James Dietrich

and 4 more

A major advance in global bathymetric observation occurred in 2018 with the launch of NASA’s ICESat-2 satellite, carrying a green-wavelength, photon-counting lidar, the Advanced Topographic Laser Altimeter System (ATLAS). Although bathymetric measurement was not initially a design goal for the mission, pre- and post-launch studies revealed ATLAS’s notable bathymetric mapping capability. ICESat-2 bathymetry has been used to support a wide range of coastal and nearshore science objectives. However, analysis of ICESat-2 bathymetry in numerous locations around the world revealed instances of missing or clipped bathymetry in areas where bathymetric measurement should be feasible. These missing data were due to the ATLAS receiver algorithms not being optimized for bathymetry capture. To address this, two updates have been made to ICESat-2’s receiver algorithm parameters with the goal of increasing the area for which ICESat-2 can provide bathymetry.
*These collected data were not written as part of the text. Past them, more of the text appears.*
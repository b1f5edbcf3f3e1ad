pub mod loader;
pub mod schema;

pub use loader::{default_config_path, load_config, load_default_config, save_config};
pub use schema::{
    AppConfig, DatabaseConfig, ExecutorConfig, GatewayConfig, LoggingConfig, McpConfig,
    McpServerEntry, PoolConfig, ProviderConfig, QueueConfig, RegistryConfig, SecurityConfig,
    WorkerPoolConfig,
};
//! Client for external protocol (MCP-style) tool servers.
//!
//! Feature-gated: only compiled with `--features mcp-client`.

pub mod client;
pub mod manager;
pub mod protocol;

pub use client::{McpClient, McpServerConfig, McpTool, McpToolProxy};
pub use manager::McpManager;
This paper details the parameter changes and presents the results of a two-phased study designed to investigate ICESat-2’s bathymetry enhancements at both local and global scales. The results of both phases confirm that the new parameters achieved the intended goal of increasing the amount of bathymetry provided by ICESat-2. The site-specific phase demonstrates the ability to fill critical bathymetric data gaps in open ocean and coastal settings. The global analysis shows that the area of potential bathymetry approximately doubled, with 6.1 million km2 of new area in which bathymetric measurements may be feasible. These enhancements are anticipated to facilitate a range of science objectives and close the gap between ICESat-2 bathymetry and offshore sonar data.